# BRIEF
Under this line are the records; write out word for word the part that begins at the line containing "let mut token = self.produce(TokenKind::Identifier, start);" and ends at the line containing "use super::*;", and no more.

EXERCISE DATA Block Start

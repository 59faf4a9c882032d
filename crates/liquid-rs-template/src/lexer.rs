//! Expression tokenizer.
//!
//! Splits the interior of a `{{ ... }}` or `{% ... %}` region into
//! [`Token`]s. Tokens borrow their text from the template source and carry
//! absolute byte offsets into it, so errors raised later can point straight
//! back at the offending characters.

use liquid_rs_core::error::ParseError;

/// The kind of a [`Token`].
#[derive(Debug, Clone, Copy, PartialEq, Eq)]
pub enum TokenKind {
    /// A name: `user`, `forloop`, `assign`.
    Identifier,
    /// `.`
    Dot,
    /// `[`
    LeftBracket,
    /// `]`
    RightBracket,
    /// A symbolic or word operator: `==`, `<>`, `+`, `and`, `not`.
    Operator,
    /// `|`
    Pipe,
    /// `:`
    Colon,
    /// `,`
    Comma,
    /// `true` or `false`.
    BooleanLiteral,
    /// A run of decimal digits.
    IntegerLiteral,
    /// A `'...'` or `"..."` literal, quotes included.
    StringLiteral,
    /// `nil`
    Nil,
}

/// A token borrowed from the template source.
#[derive(Debug, Clone, Copy, PartialEq, Eq)]
pub struct Token<'a> {
    /// What the token is.
    pub kind: TokenKind,
    /// The exact source text of the token.
    pub text: &'a str,
    /// Byte offset of the first character in the template source.
    pub offset: usize,
}

impl<'a> Token<'a> {
    /// Returns `true` if this token has the given kind.
    pub fn is(&self, kind: TokenKind) -> bool {
        self.kind == kind
    }

    /// Returns `true` if this is an identifier spelled `word`.
    pub fn is_word(&self, word: &str) -> bool {
        self.kind == TokenKind::Identifier && self.text == word
    }

    /// Returns `true` if this is the operator `op`.
    pub fn is_operator(&self, op: &str) -> bool {
        self.kind == TokenKind::Operator && self.text == op
    }

    /// The contents of a string literal without its quotes.
    pub fn unquoted(&self) -> &'a str {
        if self.kind == TokenKind::StringLiteral && self.text.len() >= 2 {
            &self.text[1..self.text.len() - 1]
        } else {
            self.text
        }
    }

    /// Byte offset just past the token.
    pub fn end(&self) -> usize {
        self.offset + self.text.len()
    }
}

const PUNCTUATORS: &[u8] = b"!<>=+-*/";

/// Tokenizes `source[start..end]`.
///
/// Whitespace (spaces, tabs, newlines) between tokens is skipped. String
/// literals run to the next occurrence of their opening quote; there are no
/// escape sequences.
///
/// # Errors
///
/// Returns a [`ParseError`] on an unterminated string literal or a character
/// that cannot start a token.
///
/// # Examples
///
/// ```
/// use liquid_rs_template::lexer::{tokenize, TokenKind};
///
/// let src = "{{ a <> 'b' }}";
/// let tokens = tokenize(src, 2, src.len() - 2).unwrap();
/// let kinds: Vec<_> = tokens.iter().map(|t| t.kind).collect();
/// assert_eq!(kinds, [TokenKind::Identifier, TokenKind::Operator, TokenKind::StringLiteral]);
/// assert_eq!(tokens[1].offset, 5);
/// ```
pub fn tokenize(source: &str, start: usize, end: usize) -> Result<Vec<Token<'_>>, ParseError> {
    let mut tokenizer = Tokenizer {
        source,
        pos: start,
        end,
    };
    let mut tokens = Vec::new();

    tokenizer.skip_spaces();
    while tokenizer.pos < tokenizer.end {
        tokens.push(tokenizer.read()?);
        tokenizer.skip_spaces();
    }

    Ok(tokens)
}

struct Tokenizer<'a> {
    source: &'a str,
    pos: usize,
    end: usize,
}

impl<'a> Tokenizer<'a> {
    fn peek(&self) -> Option<u8> {
        (self.pos < self.end).then(|| self.source.as_bytes()[self.pos])
    }

    fn skip_spaces(&mut self) {
        while matches!(self.peek(), Some(b' ' | b'\t' | b'\n' | b'\r')) {
            self.pos += 1;
        }
    }

    fn produce(&self, kind: TokenKind, start: usize) -> Token<'a> {
        Token {
            kind,
            text: &self.source[start..self.pos],
            offset: start,
        }
    }

    fn read(&mut self) -> Result<Token<'a>, ParseError> {
        let start = self.pos;
        let Some(c) = self.peek() else {
            return Err(ParseError::new(start, "Unexpected end of input"));
        };

        let single = match c {
            b'|' => Some(TokenKind::Pipe),
            b':' => Some(TokenKind::Colon),
            b'.' => Some(TokenKind::Dot),
            b',' => Some(TokenKind::Comma),
            b'[' => Some(TokenKind::LeftBracket),
            b']' => Some(TokenKind::RightBracket),
            _ => None,
        };
        if let Some(kind) = single {
            self.pos += 1;
            return Ok(self.produce(kind, start));
        }

        match c {
            b'0'..=b'9' => Ok(self.read_integer()),
            b'\'' | b'"' => self.read_string(c),
            c if c.is_ascii_alphabetic() || c == b'_' => Ok(self.read_identifier()),
            c if PUNCTUATORS.contains(&c) => Ok(self.read_operator()),
            _ => {
                let ch = self.source[start..].chars().next().unwrap_or('?');
                Err(ParseError::new(start, format!("Unexpected input '{ch}'")))
            }
        }
    }

    fn read_integer(&mut self) -> Token<'a> {
        let start = self.pos;
        while matches!(self.peek(), Some(b'0'..=b'9')) {
            self.pos += 1;
        }
        self.produce(TokenKind::IntegerLiteral, start)
    }

    fn read_string(&mut self, quote: u8) -> Result<Token<'a>, ParseError> {
        let start = self.pos;
        self.pos += 1;
        let body = &self.source.as_bytes()[self.pos..self.end];
        match body.iter().position(|&b| b == quote) {
            Some(len) => {
                self.pos += len + 1;
                Ok(self.produce(TokenKind::StringLiteral, start))
            }
            None => Err(ParseError::new(self.pos, "Malformed string literal")),
        }
    }

    fn read_identifier(&mut self) -> Token<'a> {
        let start = self.pos;
        while matches!(self.peek(), Some(c) if c.is_ascii_alphanumeric() || c == b'_') {
            self.pos += 1;
        }
        let mut token = self.produce(TokenKind::Identifier, start);
        token.kind = match token.text {
            "or" | "and" | "xor" | "not" => TokenKind::Operator,
            "true" | "false" => TokenKind::BooleanLiteral,
            "nil" => TokenKind::Nil,
            _ => TokenKind::Identifier,
        };
        token
    }

    fn read_operator(&mut self) -> Token<'a> {
        let start = self.pos;
        let first = self.source.as_bytes()[self.pos];
        self.pos += 1;

        match (first, self.peek()) {
            (b'<' | b'>' | b'=' | b'!', Some(b'=')) | (b'<', Some(b'>')) => self.pos += 1,
            _ => {}
        }

        self.produce(TokenKind::Operator, start)
    }
}

#[cfg(test)]
mod tests {
    use super::*;

    fn kinds(src: &str) -> Vec<TokenKind> {
        tokenize(src, 0, src.len())
            .unwrap()
            .iter()
            .map(|t| t.kind)
            .collect()
    }

    fn texts(src: &str) -> Vec<&str> {
        tokenize(src, 0, src.len())
            .unwrap()
            .iter()
            .map(|t| t.text)
            .collect()
    }

    #[test]
    fn test_tokenize_member_and_index() {
        use TokenKind::*;
        assert_eq!(
            kinds("user.name[0]"),
            [Identifier, Dot, Identifier, LeftBracket, IntegerLiteral, RightBracket]
        );
    }

    #[test]
    fn test_tokenize_reclassifies_words() {
        use TokenKind::*;
        assert_eq!(
            kinds("a or b and not c xor true nil false"),
            [
                Identifier,
                Operator,
                Identifier,
                Operator,
                Operator,
                Identifier,
                Operator,
                BooleanLiteral,
                Nil,
                BooleanLiteral
            ]
        );
    }

    #[test]
    fn test_tokenize_compound_operators() {
        assert_eq!(
            texts("a<=b >= c == d != e <> f < g"),
            ["a", "<=", "b", ">=", "c", "==", "d", "!=", "e", "<>", "f", "<", "g"]
        );
    }

    #[test]
    fn test_tokenize_single_char_operators() {
        assert_eq!(texts("1+2-3*4/5"), ["1", "+", "2", "-", "3", "*", "4", "/", "5"]);
        assert_eq!(texts("x = 1"), ["x", "=", "1"]);
        assert_eq!(texts("!x"), ["!", "x"]);
    }

    #[test]
    fn test_tokenize_filters() {
        use TokenKind::*;
        assert_eq!(
            kinds("x | join: ', '"),
            [Identifier, Pipe, Identifier, Colon, StringLiteral]
        );
    }

    #[test]
    fn test_string_literal_has_no_escapes() {
        let src = r#"'a\' "b""#;
        let tokens = tokenize(src, 0, src.len()).unwrap();
        assert_eq!(tokens[0].unquoted(), "a\\");
        assert_eq!(tokens[1].unquoted(), "b");
    }

    #[test]
    fn test_offsets_are_absolute() {
        let src = "{{  name  }}";
        let tokens = tokenize(src, 2, 10).unwrap();
        assert_eq!(tokens.len(), 1);
        assert_eq!(tokens[0].offset, 4);
        assert_eq!(tokens[0].end(), 8);
    }

    #[test]
    fn test_string_stops_at_span_end() {
        let src = "{{ 'abc }} '";
        let err = tokenize(src, 2, 8).unwrap_err();
        assert_eq!(err.message, "Malformed string literal");
        assert_eq!(err.offset, 4);
    }

    #[test]
    fn test_unexpected_character() {
        let err = tokenize("a # b", 0, 5).unwrap_err();
        assert_eq!(err.message, "Unexpected input '#'");
        assert_eq!(err.offset, 2);
    }

    #[test]
    fn test_whitespace_only() {
        assert!(tokenize(" \n\t ", 0, 4).unwrap().is_empty());
    }
}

EXERCISE DATA Block End

# RESPONSE
        let mut token = self.produce(TokenKind::Identifier, start);
        token.kind = match token.text {
            "or" | "and" | "xor" | "not" => TokenKind::Operator,
            "true" | "false" => TokenKind::BooleanLiteral,
            "nil" => TokenKind::Nil,
            _ => TokenKind::Identifier,
        };
        token
    }

    fn read_operator(&mut self) -> Token<'a> {
        let start = self.pos;
        let first = self.source.as_bytes()[self.pos];
        self.pos += 1;

        match (first, self.peek()) {
            (b'<' | b'>' | b'=' | b'!', Some(b'=')) | (b'<', Some(b'>')) => self.pos += 1,
            _ => {}
        }

        self.produce(TokenKind::Operator, start)
    }
}

#[cfg(test)]
mod tests {
    use super::*;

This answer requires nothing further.